Matt Drinkhahn:So I'd like to offer a solution to what we're talking about, because I've not offered one yet. Here might be something. As someone who coaches high-level business executives, one of the things I do is I facilitate mastermind events. So I can imagine that there's a place where, let's just say, we're in Sunday school, we're in the youth class, the teenage, like I'm in high school, like junior year or higher, or freshman year to higher in high school, maybe the college kids come back. But I'm facilitating something where maybe I have a six-part series where I have six male leaders in my church, six female leaders as well.
Matt Drinkhahn:But since we're talking about men right now, let's just say I've got six male leaders in the church of varying ages, varying demographics, and they come and share their testimony and they share some of the more challenging decisions they've had to face and transparently they share what they did. If we could get some real life progress, real life feedback, real life story of what happens in the real world with our biblical principles, where we live to them and sometimes we don't live to them, if we could share transparently and have someone kind of coach or share their testimony more frequently, more often, more powerfully, I feel that might be some solution or start to a solution. I've not seen that in any of the churches I've been in yet. Sure, some of them are probably doing it, but I've not seen them yet. That could be one thing. We could have something like that.

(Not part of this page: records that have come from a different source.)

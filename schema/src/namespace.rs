//! Namespaces and name lookup.
//!
//! Names are unique per (namespace, kind); namespace names are unique per
//! model. The unnamed global namespace always exists.

use crate::cache::{CacheOp, NameKey};
use crate::edges::MetaEdge;
use crate::error::{SchemaError, SchemaResult};
use crate::id::{ClassId, NamespaceId, NodeKind, PropertyId, RelTypeId, Thing};
use crate::model::{MetaTx, Schema};
use ontic_core::{Direction, NodeId};
use tracing::debug;

fn validate_name(kind: &str, name: &str) -> SchemaResult<()> {
    if name.trim().is_empty() {
        return Err(SchemaError::invalid_argument(format!(
            "{} name must not be empty",
            kind
        )));
    }
    Ok(())
}

impl<'a> Schema<'a> {
    /// The unnamed namespace.
    pub fn global_namespace(self) -> NamespaceId {
        self.model.global_namespace()
    }

    /// Find a named namespace.
    pub fn namespace(self, name: &str) -> Option<NamespaceId> {
        self.find_named(self.model.root(), MetaEdge::ModelNamespace, NodeKind::Namespace, name)
            .map(NamespaceId::from_node)
    }

    /// Every namespace, the global one first.
    pub fn namespaces(self) -> Vec<NamespaceId> {
        std::iter::once(self.global_namespace())
            .chain(
                self.neighbors(self.model.root(), MetaEdge::ModelNamespace, Direction::Outgoing)
                    .into_iter()
                    .map(NamespaceId::from_node),
            )
            .collect()
    }

    /// Name of a namespace; None for the global namespace.
    pub fn namespace_name(self, namespace: NamespaceId) -> SchemaResult<Option<&'a str>> {
        self.expect_kind(namespace.node(), NodeKind::Namespace)?;
        Ok(self.name_of(namespace.node()))
    }

    /// Find a class by name.
    pub fn find_class(self, namespace: NamespaceId, name: &str) -> SchemaResult<Option<ClassId>> {
        self.find_thing(namespace, name)
    }

    /// Find a property by name.
    pub fn find_property(
        self,
        namespace: NamespaceId,
        name: &str,
    ) -> SchemaResult<Option<PropertyId>> {
        self.find_thing(namespace, name)
    }

    /// Find a relationship type by name.
    pub fn find_relationship_type(
        self,
        namespace: NamespaceId,
        name: &str,
    ) -> SchemaResult<Option<RelTypeId>> {
        self.find_thing(namespace, name)
    }

    /// Find a thing of kind `T` by name.
    pub fn find_thing<T: Thing>(self, namespace: NamespaceId, name: &str) -> SchemaResult<Option<T>> {
        self.expect_kind(namespace.node(), NodeKind::Namespace)?;
        Ok(self
            .find_named(
                namespace.node(),
                T::KIND.namespace_edge(),
                T::KIND.node_kind(),
                name,
            )
            .map(T::from_node))
    }

    /// Classes of a namespace in creation order.
    pub fn classes(self, namespace: NamespaceId) -> SchemaResult<Vec<ClassId>> {
        self.things(namespace)
    }

    /// Properties of a namespace in creation order.
    pub fn properties(self, namespace: NamespaceId) -> SchemaResult<Vec<PropertyId>> {
        self.things(namespace)
    }

    /// Relationship types of a namespace in creation order.
    pub fn relationship_types(self, namespace: NamespaceId) -> SchemaResult<Vec<RelTypeId>> {
        self.things(namespace)
    }

    fn things<T: Thing>(self, namespace: NamespaceId) -> SchemaResult<Vec<T>> {
        self.expect_kind(namespace.node(), NodeKind::Namespace)?;
        Ok(self
            .neighbors(namespace.node(), T::KIND.namespace_edge(), Direction::Outgoing)
            .into_iter()
            .map(T::from_node)
            .collect())
    }

    /// The namespace a thing was created in.
    pub fn namespace_of<T: Thing>(self, thing: T) -> SchemaResult<NamespaceId> {
        self.check(thing)?;
        self.single(thing.node(), T::KIND.namespace_edge(), Direction::Incoming)
            .map(NamespaceId::from_node)
            .ok_or_else(|| {
                SchemaError::illegal_state(format!("{} is not in any namespace", thing.node()))
            })
    }

    /// Cached lookup, falling back to scanning the scope's edges.
    fn find_named(self, scope: NodeId, edge: MetaEdge, kind: NodeKind, name: &str) -> Option<NodeId> {
        let key = NameKey::new(scope, kind, name);
        if let Some(node) = self.model.cache.get(&key) {
            if self.kind_of(node) == Some(kind)
                && self.name_of(node) == Some(name)
                && self.has_link(scope, edge, node)
            {
                return Some(node);
            }
        }

        let found = self
            .neighbors(scope, edge, Direction::Outgoing)
            .into_iter()
            .find(|node| self.name_of(*node) == Some(name));
        if let Some(node) = found {
            if self.is_committed() {
                self.model.cache.insert(key, node);
            }
        }
        found
    }
}

impl MetaTx<'_> {
    /// Find a named namespace, creating it if `allow_create`.
    pub fn namespace(&mut self, name: &str, allow_create: bool) -> SchemaResult<Option<NamespaceId>> {
        if let Some(existing) = self.schema().namespace(name) {
            return Ok(Some(existing));
        }
        if !allow_create {
            return Ok(None);
        }
        self.create_namespace(name).map(Some)
    }

    /// Create a named namespace.
    pub fn create_namespace(&mut self, name: &str) -> SchemaResult<NamespaceId> {
        validate_name("namespace", name)?;
        if self.schema().namespace(name).is_some() {
            return Err(SchemaError::duplicate_name("namespace", name));
        }

        let root = self.model.root();
        let node = self.create(NodeKind::Namespace, Some(name));
        self.link(root, MetaEdge::ModelNamespace, node)?;
        self.cache_ops
            .push(CacheOp::Insert(NameKey::new(root, NodeKind::Namespace, name), node));
        debug!(namespace = name, "namespace created");
        Ok(NamespaceId::from_node(node))
    }

    /// Create a class; fails if the name is taken in `namespace`.
    pub fn create_class(&mut self, namespace: NamespaceId, name: &str) -> SchemaResult<ClassId> {
        self.create_thing(namespace, name)
    }

    /// Find or create a class.
    pub fn class(&mut self, namespace: NamespaceId, name: &str) -> SchemaResult<ClassId> {
        self.thing(namespace, name)
    }

    /// Create a property; fails if the name is taken in `namespace`.
    pub fn create_property(&mut self, namespace: NamespaceId, name: &str) -> SchemaResult<PropertyId> {
        self.create_thing(namespace, name)
    }

    /// Find or create a property.
    pub fn property(&mut self, namespace: NamespaceId, name: &str) -> SchemaResult<PropertyId> {
        self.thing(namespace, name)
    }

    /// Create a relationship type; fails if the name is taken in `namespace`.
    pub fn create_relationship_type(
        &mut self,
        namespace: NamespaceId,
        name: &str,
    ) -> SchemaResult<RelTypeId> {
        self.create_thing(namespace, name)
    }

    /// Find or create a relationship type.
    pub fn relationship_type(&mut self, namespace: NamespaceId, name: &str) -> SchemaResult<RelTypeId> {
        self.thing(namespace, name)
    }

    /// Find or create a thing of kind `T`.
    pub fn thing<T: Thing>(&mut self, namespace: NamespaceId, name: &str) -> SchemaResult<T> {
        match self.schema().find_thing(namespace, name)? {
            Some(existing) => Ok(existing),
            None => self.create_thing(namespace, name),
        }
    }

    /// Create a thing of kind `T`.
    pub fn create_thing<T: Thing>(&mut self, namespace: NamespaceId, name: &str) -> SchemaResult<T> {
        let kind = T::KIND;
        validate_name(kind.as_str(), name)?;
        if self.schema().find_thing::<T>(namespace, name)?.is_some() {
            return Err(SchemaError::duplicate_name(kind.as_str(), name));
        }

        let node = self.create(kind.node_kind(), Some(name));
        self.link(namespace.node(), kind.namespace_edge(), node)?;
        self.cache_ops.push(CacheOp::Insert(
            NameKey::new(namespace.node(), kind.node_kind(), name),
            node,
        ));
        debug!(kind = kind.as_str(), name, %node, "thing created");
        Ok(T::from_node(node))
    }
}
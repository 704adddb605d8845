//! Codec errors.

use thiserror::Error;

/// Errors raised while converting literals.
#[derive(Debug, Clone, PartialEq, Error)]
pub enum CodecError {
    /// No codec is registered for the tag.
    #[error("Unknown datatype: {0}")]
    UnknownDatatype(String),

    /// The literal text is not in the datatype's lexical space.
    #[error("Invalid {datatype} literal '{literal}': {reason}")]
    InvalidLiteral {
        datatype: String,
        literal: String,
        reason: String,
    },

    /// The value cannot be written as this datatype.
    #[error("Cannot format {value_type} value as {datatype}")]
    UnsupportedValue {
        datatype: String,
        value_type: String,
    },
}

impl CodecError {
    pub fn invalid_literal(
        datatype: impl Into<String>,
        literal: impl Into<String>,
        reason: impl Into<String>,
    ) -> Self {
        Self::InvalidLiteral {
            datatype: datatype.into(),
            literal: literal.into(),
            reason: reason.into(),
        }
    }

    pub fn unsupported_value(datatype: impl Into<String>, value_type: impl Into<String>) -> Self {
        Self::UnsupportedValue {
            datatype: datatype.into(),
            value_type: value_type.into(),
        }
    }
}

/// Result type for codec operations.
pub type CodecResult<T> = Result<T, CodecError>;
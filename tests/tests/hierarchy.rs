//! Hierarchy scenarios: the super/sub edges stay a DAG and closures come
//! back nearest first.

use ontic_tests::prelude::*;

mod cycles {
    use super::*;

    pub fn scenario() -> Scenario {
        Scenario::new("cycles")
            .ontology(organisms)
            .step(
                "close_loop_through_organism",
                |tx| {
                    let schema = tx.schema();
                    let thing = class(schema, "Thing")?;
                    let person = class(schema, "Person")?;
                    tx.add_super(thing, person)
                },
                |a| a.conflict().error_matches("would create a cycle"),
            )
            .step(
                "self_loop",
                |tx| {
                    let organism = class(tx.schema(), "Organism")?;
                    tx.add_super(organism, organism)
                },
                |a| a.conflict(),
            )
            .query(
                "thing_is_still_a_root",
                |s| s.direct_supers(class(s, "Thing")?),
                |a| a.empty(),
            )
            .query(
                "person_supers_unchanged",
                |s| names(s, s.all_supers(class(s, "Person")?)?),
                |a| a.names(&["Organism", "Thing"]),
            )
    }

    #[test]
    fn test_cycle_attempts_leave_hierarchy_unchanged() {
        scenario().run().unwrap();
    }
}

mod diamond {
    use super::*;

    fn shapes(tx: &mut MetaTx<'_>) -> SchemaResult<()> {
        let global = tx.model().global_namespace();
        let top = tx.class(global, "Top")?;
        let left = tx.class(global, "Left")?;
        let right = tx.class(global, "Right")?;
        let bottom = tx.class(global, "Bottom")?;
        tx.add_super(left, top)?;
        tx.add_super(right, top)?;
        tx.add_super(bottom, left)?;
        tx.add_super(bottom, right)?;
        Ok(())
    }

    pub fn scenario() -> Scenario {
        Scenario::new("diamond")
            .ontology(shapes)
            .query(
                "subs_of_top_once_each",
                |s| names(s, s.all_subs(class(s, "Top")?)?),
                |a| a.names(&["Left", "Right", "Bottom"]),
            )
            .query(
                "supers_of_bottom",
                |s| names(s, s.all_supers(class(s, "Bottom")?)?),
                |a| a.names(&["Left", "Right", "Top"]),
            )
            .query(
                "bottom_is_a_top",
                |s| s.is_subtype_of(class(s, "Bottom")?, class(s, "Top")?),
                |a| a.value(true),
            )
            .query(
                "subtype_is_not_reflexive",
                |s| s.is_subtype_of(class(s, "Top")?, class(s, "Top")?),
                |a| a.value(false),
            )
            .step(
                "implied_edge_is_accepted",
                |tx| {
                    let schema = tx.schema();
                    let bottom = class(schema, "Bottom")?;
                    let top = class(schema, "Top")?;
                    tx.add_super(bottom, top)
                },
                |a| a.unchanged(),
            )
            .step(
                "top_below_bottom_is_a_cycle",
                |tx| {
                    let schema = tx.schema();
                    let bottom = class(schema, "Bottom")?;
                    let top = class(schema, "Top")?;
                    tx.add_super(top, bottom)
                },
                |a| a.conflict(),
            )
            .step(
                "detach_right",
                |tx| {
                    let schema = tx.schema();
                    let bottom = class(schema, "Bottom")?;
                    let right = class(schema, "Right")?;
                    tx.remove_super(bottom, right)
                },
                |a| a.value(true).unchanged(),
            )
            .query(
                "right_has_no_subs",
                |s| s.all_subs(class(s, "Right")?),
                |a| a.empty(),
            )
    }

    #[test]
    fn test_diamond_closures_have_no_duplicates() {
        scenario().run().unwrap();
    }
}

mod property_hierarchy {
    use super::*;

    pub fn scenario() -> Scenario {
        Scenario::new("property_hierarchy")
            .step(
                "name_family",
                |tx| {
                    let global = tx.model().global_namespace();
                    let name = tx.property(global, "name")?;
                    let given = tx.property(global, "givenName")?;
                    let family = tx.property(global, "familyName")?;
                    tx.add_sub(name, given)?;
                    tx.add_sub(name, family)
                },
                |a| a.created(3),
            )
            .query(
                "subs_of_name",
                |s| names(s, s.direct_subs(property(s, "name")?)?),
                |a| a.names(&["givenName", "familyName"]),
            )
            .step(
                "name_below_given_name",
                |tx| {
                    let schema = tx.schema();
                    let name = property(schema, "name")?;
                    let given = property(schema, "givenName")?;
                    tx.add_super(name, given)
                },
                |a| a.conflict(),
            )
    }

    #[test]
    fn test_property_hierarchy_is_a_dag() {
        scenario().run().unwrap();
    }
}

Chris Grainger:I think that's great, man, I mean because that gives them opportunity for that outside perspective as well. And just, you never know how the Holy Spirit is going to move, and I'm curious your thoughts on this. So for the last I think five or six years I've been mentoring and doing direct one-on-one mentoring. He's 16 now and he's a little punk, but I keep pouring into him all the time. I've constantly, you know, check him, but we have those hard conversations. I mean, he's got a girlfriend now and he, we're talking, you know, I've talked to him very directly about, you know, your, your biology is going to outpace your theology, bro, so you need to make sure that you're not in a room alone, you know, room alone with her, and we're not on couches doing what we want to do, because couches and movies never, you know never, ends in good stuff when you're 16 years old. So you're 16 years old, so I mean, but he doesn't his father's past, he doesn't have that man speaking into his life.
Chris Grainger:But for me, man like that's, you know, hearing a story is one thing, but like what I like so much about the mentorship with him is just a connection, just hey, what questions do you have? You know, and then he'll just the most random stuff at some times. I'm like, all right, let's go there and let's figure it out, and then I'll make it uncomfortable, you know, I'll just come out. Hey, have you looked at any pornography lately? Or something like that? Right, I mean, I just hit him but he'll never see it coming and a question, and it's just. But we've developed that type of bond and now where he comes to me, I feel like I'll come to me when things get real. But man, that's nothing. That's not like a program at the church or a flyer, that's just time and investing time and it's not sexy. But I wish we could find a way to really challenge each other as men, get one or two of those young Timothys in our lives and start cultivating them, you know.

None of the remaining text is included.